I’m tired of social media. And you?

I'm tired of social media. And you?

Every day hundreds of information flows from facebook, twitter and instagram streams in front of me. I’m tired of sliding my thumb, but I’m still not stopping. Am I afraid to miss something? Is there something I’m looking for? I do not know.

Child development and groups of mothers from different schools, permaculture, seeds and real food pages, scientific publications, news, funny stories, interesting information… Which food is good for what, what causes cancer, what I say to children, everything goes upside down, I can do it I can do it Oops or that I should try, what’s going on at the last minute, why doesn’t my phone fall?

I really liked being able to access information at any moment. The world is always at my fingertips. I was looking at every opportunity to the land of information that seemed to me like heaven, sometimes even during a few minute breaks. But then things got weird. Which one was I spending more time with? A tiny screen or a living? I don’t know.

I'm tired of social media. And you?

I was new at first, my life was in the process of change, and I seemed to have sworn to follow every page of anyone who wrote and drew on all the topics I was interested in with the fear of the uncertainty of change. I quickly scrolled down the pages, searching, scanning, selecting and reading.

Then I was tired of the emotion changes and triggers created by the ridiculous things falling in front of me while I was selecting and sorting and I eliminated some pages and people. I’ve arranged to update my news source only from trusted sources. There was no one other than the pages I was interested in, and the people who followed me. But in time, I realized that even this was too much. I’m overwhelmed with habit trying to read every update…

Every day hundreds of information falls on me. Every time I put my hand on the phone, they attack me. My daughter was playing games, cooking, going on the subway… Come on, I passed them trying to rest? Even when I say to sit at home and rest, I get new information. (Why am I clinging to the phone to relax?) Even in the moments I take a short look, I can link to my eyes; Something that interests me, distracts my mind I can not do my work in time. Because I’m sitting and jumping from that knowledge to that information, and I don’t understand how time flows.

I'm tired of social media. And you?

I can’t physically get tired while I have the phone. Because my mind is full. My mind is constantly questioning, everything I see is in storage. I am getting tired. This habit is not only because it takes too much time, it makes it hard for me to focus; for the answers to questions I did not ask. For filling in my mind a lot of information that I don’t need in real life, when I’m living, experiencing, and maybe never. For exposing me to a lot of things that I wasn’t ready for, causing me to waste time.

For putting many contradictory information in front of me at the same time, constantly making me suspicious and frustrating me with unnecessary judgment.
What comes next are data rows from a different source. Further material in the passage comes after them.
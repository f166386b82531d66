use std::time::{Duration, Instant};

use base64::Engine as _;
use moka::future::Cache;
use serde::Serialize;

use super::SearchFilters;
use crate::apis::Paper;

pub const DEFAULT_TTL: Duration = Duration::from_secs(300);

#[derive(Debug, Clone)]
pub struct CacheEntry {
    pub results: Vec<Paper>,
    pub total: usize,
    pub timestamp: Instant,
}

/// Memoizes complete searches for a fixed TTL. Expired entries are never
/// returned; a miss overwrites whatever was stored under the key.
#[derive(Clone)]
pub struct SearchCache {
    ttl: Duration,
    entries: Cache<String, CacheEntry>,
}

#[derive(Serialize)]
struct KeyParts<'a> {
    query: &'a str,
    filters: &'a SearchFilters,
}

impl SearchCache {
    pub fn new(ttl: Duration) -> Self {
        let entries = Cache::builder().time_to_live(ttl).build();
        Self { ttl, entries }
    }

    pub fn ttl(&self) -> Duration {
        self.ttl
    }

    /// Deterministic, order-sensitive key for a `(query, filters)` pair.
    pub fn key(query: &str, filters: &SearchFilters) -> String {
        let json = serde_json::to_string(&KeyParts { query, filters })
            .unwrap_or_else(|_| format!("{}|{:?}", query, filters));
        base64::engine::general_purpose::STANDARD.encode(json)
    }

    /// Fresh entry for `key`, if any.
    pub async fn get(&self, key: &str) -> Option<CacheEntry> {
        self.entries.get(key).await
    }

    pub async fn insert(&self, key: String, results: Vec<Paper>) {
        let total = results.len();
        let entry = CacheEntry {
            results,
            total,
            timestamp: Instant::now(),
        };
        self.entries.insert(key, entry).await;
    }
}

impl Default for SearchCache {
    fn default() -> Self {
        Self::new(DEFAULT_TTL)
    }
}

#[cfg(test)]
mod tests {
    use super::*;
    use crate::apis::Source;
    use crate::search::SortKey;

    #[test]
    fn test_key_depends_on_query_and_filters() {
        let f = SearchFilters::default();
        let sorted = SearchFilters { sort: SortKey::Date, ..SearchFilters::default() };
        assert_eq!(SearchCache::key("graphs", &f), SearchCache::key("graphs", &f));
        assert_ne!(SearchCache::key("graphs", &f), SearchCache::key("graph", &f));
        assert_ne!(SearchCache::key("graphs", &f), SearchCache::key("graphs", &sorted));
    }

    #[tokio::test]
    async fn test_entry_expires_after_ttl() {
        let cache = SearchCache::new(Duration::from_millis(200));
        let key = SearchCache::key("q", &SearchFilters::default());
        cache.insert(key.clone(), vec![Paper::new("arxiv_1", Source::Arxiv)]).await;
        assert_eq!(cache.get(&key).await.map(|e| e.total), Some(1));

        tokio::time::sleep(Duration::from_millis(400)).await;
        assert!(cache.get(&key).await.is_none());

        cache.insert(key.clone(), Vec::new()).await;
        assert_eq!(cache.get(&key).await.map(|e| e.total), Some(0));
    }

    #[tokio::test]
    async fn test_insert_overwrites_existing_entry() {
        let cache = SearchCache::default();
        let key = SearchCache::key("q", &SearchFilters::default());
        cache.insert(key.clone(), vec![Paper::new("arxiv_1", Source::Arxiv)]).await;
        cache
            .insert(key.clone(), vec![Paper::new("doaj_1", Source::Doaj), Paper::new("doaj_2", Source::Doaj)])
            .await;
        let entry = cache.get(&key).await.unwrap();
        assert_eq!(entry.total, 2);
        assert_eq!(entry.results[0].id, "doaj_1");
    }
}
What I read is because it can strongly affect my emotional state and I’m exposed to it at the most unexpected times, even often. Because he didn’t leave me time of laziness, never rested my mind during the day, and so he overloaded me beni I’m tired.

Actually, I’ve seen this movie in school. This; it was a familiar story from the years when I was asked to ask questions, the need for that information, my passions and my life, and all the information was presented to me without giving me the opportunity to look for answers with a real curiosity, and I tried to fit them all into my memory just in case I needed one.

I thought a lot with my wife the other day, but I could not find a place I used except for factorial high school exams. The school ran out and some of the tons of information I learned there went to the trash. Some of it hasn’t gone yet, but I wish it had gone, but the brain’s burden would have lightened a little bit! The virtual relationship that has not touched my life with knowledge has been on me for a while.

How is the learning ilen way that we are; taught un established, I want it to be presented to me, I am merciful to follow what is offered, I don’t want to miss it. I can’t hear myself, I can’t feel my need.

I’m having a rest now.
To the inside of the life.
To ask questions in moments of need and real curiosity while living… To slow down, to try, to be wrong…
And then to feed my life, to find answers that will multiply my questions.

I’m tired. I don’t want to keep my mind busy with answers to questions I haven’t asked for a while. He’s questioning my habit, looking for balance.